Does filing a patent/design or registering a trade mark protect you abroad?
Intellectual property (‘IP’) rights are territorial, and they only give you protection in the countries in which they are registered. If you only have UK protection, others may be legally allowed to use your IP abroad without infringing your rights.
What do I need to be mindful of when it comes to overseas markets and my IP?
If you are intending to trade overseas, you should think about registering your IP rights abroad before entering the market. You should look to protect the markets you want to trade in or wish to license your invention in, and also potentially infringing markets. Otherwise, you won’t be able to prevent others from copying your products, branding or trademarks, which could ultimately mean you lose sales.
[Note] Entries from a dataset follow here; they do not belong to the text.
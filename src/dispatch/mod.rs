//! Fan-out dispatcher.
//!
//! Each source record becomes two work items, one per processor, published
//! to the processors' channels under the record's correlation id.

use std::sync::Arc;

use tokio_util::sync::CancellationToken;
use tracing::{debug, info};

use crate::bus::{BusError, MessageBus, MessageBusExt, Result};
use crate::config::ChannelsConfig;
use crate::message::{Envelope, Payload, SourceRecord, WorkItem};

/// Sender id stamped on dispatched envelopes.
pub const DISPATCHER_ID: &str = "orchestrator";
/// Identity of the first processor.
pub const PROCESSOR_A: &str = "worker1";
/// Identity of the second processor.
pub const PROCESSOR_B: &str = "worker2";

/// Publishes work items for both processors.
pub struct Dispatcher {
    bus: Arc<dyn MessageBus>,
    channels: ChannelsConfig,
}

impl Dispatcher {
    pub fn new(bus: Arc<dyn MessageBus>, channels: ChannelsConfig) -> Self {
        Self { bus, channels }
    }

    /// Processor identities paired with the channel each one reads.
    pub fn routes(&self) -> [(&'static str, &str); 2] {
        [
            (PROCESSOR_A, self.channels.processor_a.as_str()),
            (PROCESSOR_B, self.channels.processor_b.as_str()),
        ]
    }

    /// Dispatch every record to both processors, in input order.
    ///
    /// Stops at the first publish failure and returns it; records already
    /// dispatched stay dispatched. Returns the number of records dispatched.
    #[tracing::instrument(name = "dispatch", skip_all, fields(records = records.len()))]
    pub async fn dispatch(
        &self,
        records: &[SourceRecord],
        cancel: &CancellationToken,
    ) -> Result<usize> {
        let trace_id = uuid::Uuid::new_v4().simple().to_string();

        for record in records {
            if cancel.is_cancelled() {
                info!("Dispatch cancelled");
                return Err(BusError::Cancelled);
            }

            let correlation_id = record.correlation_id();
            for (processor, channel) in self.routes() {
                let envelope = Envelope::traced(
                    DISPATCHER_ID,
                    channel,
                    Payload::WorkItem(WorkItem::new(record.clone(), processor)),
                    Some(trace_id.clone()),
                    correlation_id.as_str(),
                )?;
                self.bus.publish_envelope(&envelope).await?;
                debug!(
                    correlation_id = %correlation_id,
                    processor = %processor,
                    channel = %channel,
                    "Published work item"
                );
            }

            info!(
                title = %record.title,
                correlation_id = %correlation_id,
                "Dispatched record to both processors"
            );
        }

        Ok(records.len())
    }
}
I’ve got a UK patent/UK design/UK trade mark, can I extend my protection abroad?
If you already have IP protection in the UK, you may be able to make use of a grace period (12 months for a patent, and six months for trademarks and designs) enabling you to apply for foreign protection. There are some international systems which can make the foreign application procedure simpler and more cost effective. For example, the Patent Cooperation Treaty allows you to file an international patent application within the 12 month grace period, before converting it into national or regional applications.
Is it expensive to protect my IP abroad?
Overseas patent protection can be costly, so countries should be chosen carefully, particularly as they cannot be added to the list later. A good guide is to decide where the main markets are likely to be, and to identify your main centres of production. For trade marks, costs depend very much on the countries chosen. International systems whereby trade marks can be protected in a number of countries at once can be a cost-effective solution, such as the Madrid Protocol system. For innovations with an important visual element, registered designs can be a relatively low cost way of enjoying protection.
Which overseas markets should I protect my IP in?
Generally, the most important countries are those where you intend to sell or make your products, or provide your service. Counterfeit goods may be an issue, so obtaining IP protection in your country of supply can help to prevent the manufacture of counterfeit goods at the source.
Can my UK representative deal with filing/registering patents/designs/trade marks abroad?
Your local IP attorney will have detailed experience on obtaining IP protection abroad and advising on strategy, and will have the necessary overseas contacts to enable the filing, examination and granting of IP applications.